Corriere della Sera, 26 gennaio 2017
Metà dell’arretrato per reati tributari. E lo Stato rinuncia anche a fare cassa
I riflettori proiettati sul più gettonato 0,5% corruttivo, l’amnesia proiettata sul negletto 47% tributario. Anche se, nel disinteresse generale, sotto questo 47% ci sono 14 miliardi di euro incassabili dallo Stato. Nell’alluvione delle «solite» statistiche delle tradizionali cerimonie di inaugurazione dell’anno giudiziario, che iniziano oggi in Cassazione e terminano sabato in tutti i distretti di Corte d’Appello, queste due sottovalutate percentuali di processi in Cassazione, gli uni per corruzione e gli altri per reati tributari, raccontano uno strabismo giudiziario che all’Italia sta costando molto più del vivacemente discusso aggiustamento di bilancio (3,4 miliardi) preteso dall’Europa.
Trasparenza
Notoriamente acute sono la percezione della corruzione (soltanto Grecia e Bulgaria peggio dell’Italia secondo l’indice annuale proposto ieri da Transparency International) e quindi l’attenzione sui relativi processi, come è giusto che sia a motivo dell’ampio spettro di effetti criminogeni che i reati contro la pubblica amministrazione producono sulla concorrenza d’impresa, sull’occupazione, sui costi delle opere pubbliche, sulla qualità della politica e in ultima analisi della democrazia. E tuttavia, se si va a spulciare quanti processi per corruzione siano stati celebrati in un anno in Cassazione, ci si accorge che sono stati solo lo 0,5%, 273 sul totale di 52.000. Molta discussione fuori dalle aule giudiziarie, insomma, ma pochi processi dentro le aule (anche al netto di quelli fulminati dalla prescrizione nei precedenti gradi di merito).

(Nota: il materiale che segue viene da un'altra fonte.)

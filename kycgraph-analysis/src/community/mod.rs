// Copyright 2025 Sushanth (https://github.com/sushanthpy)
//
// Licensed under the Apache License, Version 2.0 (the "License");
// you may not use this file except in compliance with the License.
// You may obtain a copy of the License at
//
//     http://www.apache.org/licenses/LICENSE-2.0
//
// Unless required by applicable law or agreed to in writing, software
// distributed under the License is distributed on an "AS IS" BASIS,
// WITHOUT WARRANTIES OR CONDITIONS OF ANY KIND, either express or implied.
// See the License for the specific language governing permissions and
// limitations under the License.

//! Community Detection
//!
//! Partitions a finished [`KnowledgeGraph`] into communities.
//!
//! ## Modularity
//!
//! Q = (1/2m) * Σc[Lc - Dc²/(2m)]
//!
//! Where:
//! - m = total edge weight
//! - Lc = Σ Aij over ordered member pairs of c (twice the internal weight)
//! - Dc = total weighted degree of c's members
//!
//! With integer weights every term is an exact rational over 4m², so
//! partitions are compared and reported without accumulated rounding.

mod components;
mod greedy;

pub use components::ConnectedComponents;
pub use greedy::GreedyModularity;

use crate::graph::KnowledgeGraph;
use kycgraph_core::{Community, DetectionMethod, EntityId, KycGraphError, KycGraphResult};
use serde::{Deserialize, Serialize};
use std::collections::BTreeMap;

/// A community detection algorithm
pub trait CommunityDetector: Send + Sync {
    fn method(&self) -> DetectionMethod;

    /// Partition every node of the graph
    fn detect(&self, graph: &KnowledgeGraph) -> KycGraphResult<Partition>;
}

/// Detector for a configured method
pub fn detector_for(method: DetectionMethod) -> Box<dyn CommunityDetector> {
    match method {
        DetectionMethod::GreedyModularity => Box::new(GreedyModularity::new()),
        DetectionMethod::ConnectedComponents => Box::new(ConnectedComponents::new()),
    }
}

/// One accepted agglomeration step
#[derive(Debug, Clone, PartialEq, Serialize, Deserialize)]
pub struct MergeStep {
    /// Label (smallest node index) of the surviving community
    pub lo: usize,
    /// Label of the absorbed community
    pub hi: usize,
    pub delta_q: f64,
    /// Modularity after the merge
    pub modularity: f64,
}

/// Complete assignment of nodes to communities
#[derive(Debug, Clone, PartialEq, Serialize, Deserialize)]
pub struct Partition {
    pub method: DetectionMethod,
    /// Ordered by community id, ids ascending by label
    pub communities: Vec<Community>,
    pub modularity: f64,
    /// Empty for non-agglomerative detectors
    pub merges: Vec<MergeStep>,
    /// Node position -> community id
    #[serde(skip)]
    assignment: Vec<u32>,
}

impl Partition {
    /// Build a partition from groups of node positions.
    ///
    /// Groups are verified to cover every node exactly once, then ordered by
    /// their smallest member and numbered from 0.
    pub fn from_groups(
        graph: &KnowledgeGraph,
        method: DetectionMethod,
        groups: Vec<Vec<usize>>,
        merges: Vec<MergeStep>,
    ) -> KycGraphResult<Self> {
        verify_partition(graph.node_count(), &groups)?;

        let mut groups: Vec<Vec<usize>> = groups.into_iter().filter(|g| !g.is_empty()).collect();
        for group in &mut groups {
            group.sort_unstable();
        }
        groups.sort_unstable_by_key(|g| g[0]);

        let mut assignment = vec![0u32; graph.node_count()];
        for (id, group) in groups.iter().enumerate() {
            for &node in group {
                assignment[node] = id as u32;
            }
        }

        let mut internal = vec![0u64; groups.len()];
        let mut external = vec![0u64; groups.len()];
        for (key, edge) in graph.edges() {
            let (Some(a), Some(b)) = (graph.position(&key.a), graph.position(&key.b)) else {
                continue;
            };
            let (ca, cb) = (assignment[a] as usize, assignment[b] as usize);
            if ca == cb {
                internal[ca] += edge.weight;
            } else {
                external[ca] += edge.weight;
                external[cb] += edge.weight;
            }
        }

        let m = graph.total_weight();
        let mut q_numerator: i128 = 0;
        let communities: Vec<Community> = groups
            .iter()
            .enumerate()
            .map(|(id, group)| {
                let degree_sum: u64 = group.iter().map(|&i| graph.degree(i)).sum();
                let numerator = contribution_numerator(m, internal[id], degree_sum);
                q_numerator += numerator;
                Community {
                    id: id as u32,
                    members: group
                        .iter()
                        .map(|&i| graph.entities()[i].id.clone())
                        .collect(),
                    internal_edge_weight: internal[id],
                    external_edge_weight: external[id],
                    degree_sum,
                    modularity: ratio(numerator, m),
                }
            })
            .collect();

        Ok(Self {
            method,
            communities,
            modularity: ratio(q_numerator, m),
            merges,
            assignment,
        })
    }

    pub fn len(&self) -> usize {
        self.communities.len()
    }

    pub fn is_empty(&self) -> bool {
        self.communities.is_empty()
    }

    /// Community id per node position
    pub fn assignment(&self) -> &[u32] {
        &self.assignment
    }

    pub fn community(&self, id: u32) -> Option<&Community> {
        self.communities.get(id as usize)
    }

    /// Entity id -> community id
    pub fn community_index(&self) -> BTreeMap<EntityId, u32> {
        self.communities
            .iter()
            .flat_map(|c| c.members.iter().map(move |member| (member.clone(), c.id)))
            .collect()
    }

    /// Community id -> member entity ids
    pub fn membership(&self) -> BTreeMap<u32, Vec<EntityId>> {
        self.communities
            .iter()
            .map(|c| (c.id, c.members.clone()))
            .collect()
    }
}

/// Check that groups of node positions cover `0..node_count` exactly once
pub fn verify_partition(node_count: usize, groups: &[Vec<usize>]) -> KycGraphResult<()> {
    let mut seen = vec![false; node_count];
    for &node in groups.iter().flatten() {
        match seen.get_mut(node) {
            None => {
                return Err(KycGraphError::InvariantViolation(format!(
                    "partition references node {node} outside 0..{node_count}"
                )))
            }
            Some(true) => {
                return Err(KycGraphError::InvariantViolation(format!(
                    "node {node} assigned to more than one community"
                )))
            }
            Some(slot) => *slot = true,
        }
    }

    match seen.iter().position(|covered| !covered) {
        Some(node) => Err(KycGraphError::InvariantViolation(format!(
            "node {node} is not assigned to any community"
        ))),
        None => Ok(()),
    }
}

/// Evaluate Q for an arbitrary assignment (node position -> community label)
/// directly from the definition.
pub fn modularity(graph: &KnowledgeGraph, assignment: &[u32]) -> f64 {
    let m = graph.total_weight();
    if m == 0 {
        return 0.0;
    }

    let mut ordered_pair_weight: BTreeMap<u32, u64> = BTreeMap::new();
    let mut degree_sum: BTreeMap<u32, u64> = BTreeMap::new();

    for (i, &label) in assignment.iter().enumerate() {
        *degree_sum.entry(label).or_default() += graph.degree(i);
        for (&j, &weight) in graph.neighbors(i) {
            if assignment.get(j) == Some(&label) {
                *ordered_pair_weight.entry(label).or_default() += weight;
            }
        }
    }

    let two_m = 2.0 * m as f64;
    degree_sum
        .iter()
        .map(|(label, &d)| {
            let l = ordered_pair_weight.get(label).copied().unwrap_or(0) as f64;
            l - (d as f64 * d as f64) / two_m
        })
        .sum::<f64>()
        / two_m
}

/// 4m·Ic − Dc², this community's share of Q scaled by 4m²
pub(crate) fn contribution_numerator(m: u64, internal: u64, degree_sum: u64) -> i128 {
    4 * m as i128 * internal as i128 - degree_sum as i128 * degree_sum as i128
}

/// numerator / 4m², or 0 for an edgeless graph
pub(crate) fn ratio(numerator: i128, m: u64) -> f64 {
    if m == 0 {
        return 0.0;
    }
    let denominator = 4.0 * m as f64 * m as f64;
    numerator as f64 / denominator
}

#[cfg(test)]
mod tests {
    use super::*;
    use crate::builder::GraphBuilder;
    use crate::normalizer::EntityNormalizer;
    use kycgraph_core::{EntityMention, EntityType, RelationType, RelationshipMention};

    fn path_graph() -> KnowledgeGraph {
        let entities = EntityNormalizer::default()
            .normalize(&[
                EntityMention::new("A", EntityType::Company),
                EntityMention::new("B", EntityType::Company),
                EntityMention::new("C", EntityType::Person),
                EntityMention::new("D", EntityType::Person),
            ])
            .0;
        GraphBuilder::new(entities)
            .build(&[
                RelationshipMention::new("A", "B", RelationType::Ownership).with_weight(2),
                RelationshipMention::new("B", "C", RelationType::Business),
            ])
            .unwrap()
            .graph
    }

    #[test]
    fn test_verify_partition() {
        assert!(verify_partition(3, &[vec![0, 2], vec![1]]).is_ok());
        assert!(matches!(
            verify_partition(3, &[vec![0, 1]]),
            Err(KycGraphError::InvariantViolation(_))
        ));
        assert!(verify_partition(3, &[vec![0, 1], vec![1, 2]]).is_err());
        assert!(verify_partition(2, &[vec![0, 1, 2]]).is_err());
    }

    #[test]
    fn test_from_groups_orders_and_aggregates() {
        let graph = path_graph();
        let partition = Partition::from_groups(
            &graph,
            DetectionMethod::GreedyModularity,
            vec![vec![3], vec![2, 1, 0]],
            Vec::new(),
        )
        .unwrap();

        assert_eq!(partition.len(), 2);
        let first = &partition.communities[0];
        assert_eq!(first.members.len(), 3);
        assert_eq!(first.members[0].as_str(), "company:a");
        assert_eq!(first.internal_edge_weight, 3);
        assert_eq!(first.external_edge_weight, 0);
        assert_eq!(first.degree_sum, 6);
        assert_eq!(partition.assignment(), &[0, 0, 0, 1]);
        assert_eq!(partition.community_index()[&EntityId::from("person:d")], 1);
    }

    #[test]
    fn test_exact_and_explicit_modularity_agree() {
        let graph = path_graph();
        for groups in [
            vec![vec![0], vec![1], vec![2], vec![3]],
            vec![vec![0, 1], vec![2], vec![3]],
            vec![vec![0, 1, 2], vec![3]],
            vec![vec![0, 2], vec![1, 3]],
        ] {
            let partition = Partition::from_groups(
                &graph,
                DetectionMethod::GreedyModularity,
                groups,
                Vec::new(),
            )
            .unwrap();
            let explicit = modularity(&graph, partition.assignment());
            assert!((partition.modularity - explicit).abs() < 1e-12);

            let summed: f64 = partition.communities.iter().map(|c| c.modularity).sum();
            assert!((partition.modularity - summed).abs() < 1e-12);
        }
    }

    #[test]
    fn test_detector_for_method() {
        assert_eq!(
            detector_for(DetectionMethod::ConnectedComponents).method(),
            DetectionMethod::ConnectedComponents
        );
        assert_eq!(
            detector_for(DetectionMethod::GreedyModularity).method(),
            DetectionMethod::GreedyModularity
        );
    }
}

Al contrario, quasi si ignora che un terzo delle nuove cause civili arrivate alla Suprema Corte nell’ultimo anno (11.000 su 30.000), e quasi metà dell’intera pendenza civile che assedia la Cassazione come non accade ad altra Corte Suprema al mondo (il 47% di 103.000), sono ricorsi tributari di cittadini e soprattutto aziende contro il Fisco. A questo ritmo una proiezione statistica (evocata in un recente convegno dal presidente Gianni Canzio) conteggia che nel 2015 la Cassazione sarà assorbita addirittura per il 64% di tutto il proprio lavoro dal contenzioso tributario, che oggi – nonostante ogni giudice civile scriva in media 220 sentenze l’anno – dura in media 4 anni in questo terzo grado, dopo già i 2 anni e 8 mesi del primo grado e i 2 anni del secondo grado.
Le casse dello Stato
Ma che c’entrano queste percentuali e durate con il portafoglio degli italiani? C’entrano eccome. Perché in quella massa di ricorsi è celato un potenziale tesoro per lo Stato (se fosse incassato tempestivamente), o viceversa un colossale spreco (se, come oggi, lasciato incagliare). I ricorsi in Cassazione presentati nel 2013, infatti, hanno un valore complessivo di 5,9 miliardi; nel 2014 di altri 7,5 miliardi; nel 2015 di ulteriori 7,7 miliardi. E siccome sempre le statistiche testimoniano come in Cassazione l’amministrazione pubblica vinca questi ricorsi 7 volte su 10, ciò significa che lo Stato, disinteressandosi dell’emergenza tributaria che grava sulla Cassazione, di fatto sta rinunciando a potenzialmente incassare a breve qualcosa come 14 miliardi di euro.
La riorganizzazione
L’anno scorso il governo aveva annunciato un «tavolo tecnico interministeriale» per studiare soluzioni, ma del tavolino si sono perse le tracce. Così come è rimasta sinora a livello di proposta di legge delega una iniziativa dei deputati pd Ermini e Ferranti, volta a riportare tutta la materia tributaria (e non solo, come ora, il grado di legittimità) alla magistratura ordinaria attraverso l’istituzione di sezioni specializzate tributarie presso i Tribunali, ovviamente ampliati negli organici in misura corrispondente. E intanto nei due gradi di giudizio precedenti a quello di Cassazione – e cioè nelle Commissioni tributarie provinciali e regionali, che sono giurisdizioni speciali composte non solo da magistrati in secondo lavoro ma anche da avvocati, commercialisti, notai ed ex ufficiali della Finanza – sono già «in viaggio» controversie che nel 2014 ammontavano a 30 miliardi di euro e nel 2015 valevano 33,5 miliardi.